Design and Simulation of Array Cells of Mixed Sensor Processors for Intensity Transformation and Analog-Digital Coding in Machine Vision

Abstract

The urgent need to create video sensors and processors for parallel (simultaneous by pixel) image processing with advanced functionality and multichannel picture outputs is shown in the chapter. We consider perspective spheres and areas of application of such sensor processors, in particular, for hardware high-performance architectures of neural networks, convolutional neural structures, parallel matrix-matrix multipliers, and special processor systems.
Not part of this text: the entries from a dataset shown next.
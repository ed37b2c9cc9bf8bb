use crate::artifact::{AudioArtifact, ScratchDir};
use crate::backends::{FallbackSynthesizer, SpeechBackend, SynthesizedAudio};
use crate::chat::{Destination, MessageId};
use crate::error::SynthesisError;
use crate::router::EndpointRouter;
use std::sync::Arc;
use tracing::{debug, info, warn};

#[derive(Debug, Clone)]
pub struct SynthesisRequest {
    pub text: String,
    pub speaker_id: u32,
    pub destination: Destination,
    pub origin_message_id: Option<MessageId>,
}

/// Router + primary backend, falling back to a secondary provider, ending in
/// a file on disk.
///
/// Exactly one endpoint is tried per request. If it fails the fallback gets
/// one attempt; other endpoints are left alone until the next request.
pub struct SynthesisPipeline {
    router: Arc<EndpointRouter>,
    backend: Arc<dyn SpeechBackend>,
    fallback: Option<Arc<dyn FallbackSynthesizer>>,
    scratch: ScratchDir,
}

impl SynthesisPipeline {
    pub fn new(
        router: Arc<EndpointRouter>,
        backend: Arc<dyn SpeechBackend>,
        fallback: Option<Arc<dyn FallbackSynthesizer>>,
        scratch: ScratchDir,
    ) -> Self {
        Self {
            router,
            backend,
            fallback,
            scratch,
        }
    }

    pub fn router(&self) -> &EndpointRouter {
        &self.router
    }

    pub async fn produce_audio(
        &self,
        request: &SynthesisRequest,
    ) -> Result<AudioArtifact, SynthesisError> {
        if request.text.trim().is_empty() {
            return Err(SynthesisError::EmptyText);
        }

        let audio = self.synthesize(&request.text, request.speaker_id).await?;
        let artifact = self
            .scratch
            .store(&audio.bytes, audio.format, request.origin_message_id)
            .await?;

        debug!(
            destination = %request.destination,
            path = %artifact.path().display(),
            "Stored audio artifact"
        );
        Ok(artifact)
    }

    async fn synthesize(
        &self,
        text: &str,
        speaker_id: u32,
    ) -> Result<SynthesizedAudio, SynthesisError> {
        let endpoint = self.router.select_endpoint().await;
        debug!(endpoint = %endpoint.address, backend = self.backend.id(), "Using endpoint");

        let primary = match self
            .backend
            .synthesize(&endpoint.address, text, speaker_id)
            .await
        {
            Ok(audio) => return Ok(audio),
            Err(e) => e,
        };

        let Some(fallback) = &self.fallback else {
            return Err(SynthesisError::SynthesisFailed {
                primary: primary.to_string(),
                fallback: "no fallback configured".to_string(),
            });
        };

        info!(provider = fallback.id(), "Primary synthesis failed ({}), falling back", primary);
        fallback
            .synthesize(text)
            .await
            .map_err(|fallback_err| {
                warn!("Fallback synthesis failed: {}", fallback_err);
                SynthesisError::SynthesisFailed {
                    primary: primary.to_string(),
                    fallback: fallback_err.to_string(),
                }
            })
    }
}

#[cfg(test)]
mod tests {
    use super::*;
    use crate::backends::AudioFormat;
    use crate::chat::{ChannelId, GuildId};
    use crate::error::ProbeError;
    use crate::router::HealthProbe;
    use async_trait::async_trait;
    use mockall::mock;
    use tempfile::tempdir;

    struct AlwaysHealthy;

    #[async_trait]
    impl HealthProbe for AlwaysHealthy {
        async fn probe(&self, _address: &str) -> Result<(), ProbeError> {
            Ok(())
        }
    }

    mock! {
        Backend {}
        #[async_trait]
        impl SpeechBackend for Backend {
            fn id(&self) -> &'static str;
            async fn synthesize(
                &self,
                endpoint: &str,
                text: &str,
                speaker_id: u32,
            ) -> Result<SynthesizedAudio, SynthesisError>;
        }
    }

    mock! {
        Fallback {}
        #[async_trait]
        impl FallbackSynthesizer for Fallback {
            fn id(&self) -> &'static str;
            async fn synthesize(&self, text: &str) -> Result<SynthesizedAudio, SynthesisError>;
        }
    }

    fn request(text: &str) -> SynthesisRequest {
        SynthesisRequest {
            text: text.to_string(),
            speaker_id: 7,
            destination: Destination::new(GuildId(1), ChannelId(2)),
            origin_message_id: Some(MessageId(3)),
        }
    }

    fn wav() -> SynthesizedAudio {
        SynthesizedAudio {
            bytes: b"RIFF".to_vec(),
            format: AudioFormat::Wav,
        }
    }

    fn router() -> Arc<EndpointRouter> {
        Arc::new(EndpointRouter::new(vec!["http://a".into()], AlwaysHealthy).unwrap())
    }

    fn backend_failing() -> MockBackend {
        let mut backend = MockBackend::new();
        backend.expect_id().return_const("voicevox");
        backend.expect_synthesize().times(1).returning(|endpoint, _, _| {
            Err(SynthesisError::BackendUnavailable {
                endpoint: endpoint.to_string(),
                reason: "HTTP 500".into(),
            })
        });
        backend
    }

    #[tokio::test]
    async fn test_primary_success_skips_fallback() {
        let dir = tempdir().unwrap();
        let mut backend = MockBackend::new();
        backend.expect_id().return_const("voicevox");
        backend
            .expect_synthesize()
            .withf(|endpoint, text, speaker| endpoint == "http://a" && text == "hello" && *speaker == 7)
            .times(1)
            .returning(|_, _, _| Ok(wav()));
        let mut fallback = MockFallback::new();
        fallback.expect_synthesize().times(0);

        let pipeline = SynthesisPipeline::new(
            router(),
            Arc::new(backend),
            Some(Arc::new(fallback)),
            ScratchDir::open(dir.path()).unwrap(),
        );

        let artifact = pipeline.produce_audio(&request("hello")).await.unwrap();
        assert!(artifact.exists());
        assert_eq!(artifact.origin_message_id(), Some(MessageId(3)));
    }

    #[tokio::test]
    async fn test_fallback_used_when_primary_fails() {
        let dir = tempdir().unwrap();
        let mut fallback = MockFallback::new();
        fallback.expect_id().return_const("gtts");
        fallback
            .expect_synthesize()
            .withf(|text| text == "hello")
            .times(1)
            .returning(|_| {
                Ok(SynthesizedAudio {
                    bytes: b"ID3".to_vec(),
                    format: AudioFormat::Mp3,
                })
            });

        let pipeline = SynthesisPipeline::new(
            router(),
            Arc::new(backend_failing()),
            Some(Arc::new(fallback)),
            ScratchDir::open(dir.path()).unwrap(),
        );

        let artifact = pipeline.produce_audio(&request("hello")).await.unwrap();
        assert_eq!(artifact.path().extension().unwrap(), "mp3");
    }

    #[tokio::test]
    async fn test_both_failing_creates_no_file() {
        let dir = tempdir().unwrap();
        let mut fallback = MockFallback::new();
        fallback.expect_id().return_const("gtts");
        fallback
            .expect_synthesize()
            .times(1)
            .returning(|_| Err(SynthesisError::FallbackUnavailable("offline".into())));

        let pipeline = SynthesisPipeline::new(
            router(),
            Arc::new(backend_failing()),
            Some(Arc::new(fallback)),
            ScratchDir::open(dir.path()).unwrap(),
        );

        let err = pipeline.produce_audio(&request("hello")).await.unwrap_err();
        assert!(matches!(err, SynthesisError::SynthesisFailed { .. }));
        assert_eq!(std::fs::read_dir(dir.path()).unwrap().count(), 0);
    }

    #[tokio::test]
    async fn test_no_fallback_configured() {
        let dir = tempdir().unwrap();
        let pipeline = SynthesisPipeline::new(
            router(),
            Arc::new(backend_failing()),
            None,
            ScratchDir::open(dir.path()).unwrap(),
        );

        let err = pipeline.produce_audio(&request("hello")).await.unwrap_err();
        assert!(matches!(err, SynthesisError::SynthesisFailed { .. }));
    }

    #[tokio::test]
    async fn test_blank_text_is_rejected_before_synthesis() {
        let dir = tempdir().unwrap();
        let mut backend = MockBackend::new();
        backend.expect_synthesize().times(0);

        let pipeline = SynthesisPipeline::new(
            router(),
            Arc::new(backend),
            None,
            ScratchDir::open(dir.path()).unwrap(),
        );

        let err = pipeline.produce_audio(&request("  \n")).await.unwrap_err();
        assert!(matches!(err, SynthesisError::EmptyText));
    }
}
We show and analyze the theoretical foundations, the mathematical apparatus of the matrix and continuous logic, and their basic operations, show their functional completeness, and evaluate their advantages and prospects for application in the design of biologically inspired devices and systems for processing and analysis of array signals. We show that some functions of continuous logic, including operations of normalized equivalence of vector and matrix signals, the operation of a limited difference in continuous logic, are a powerful basis for designing improved smart microcells for analog transformations and analog-digital encodings. In the next sections of the chapter, we consider in more detail the design and modeling aspects of such micro-basic cells and continuously logical high-speed ADCs based on them. The picture-type ADC consists of an array of parallel operating channels, each of which is a basic microcell or a set of them. The basic microcell of a 2D ADC structure consists of several digital-analog cells (DC), which is made on 15–35 CMOS transistors. For an iterative type ADC, only one DC cell is needed, which is DC-(G), and it additionally contains a sample and hold device (SHD).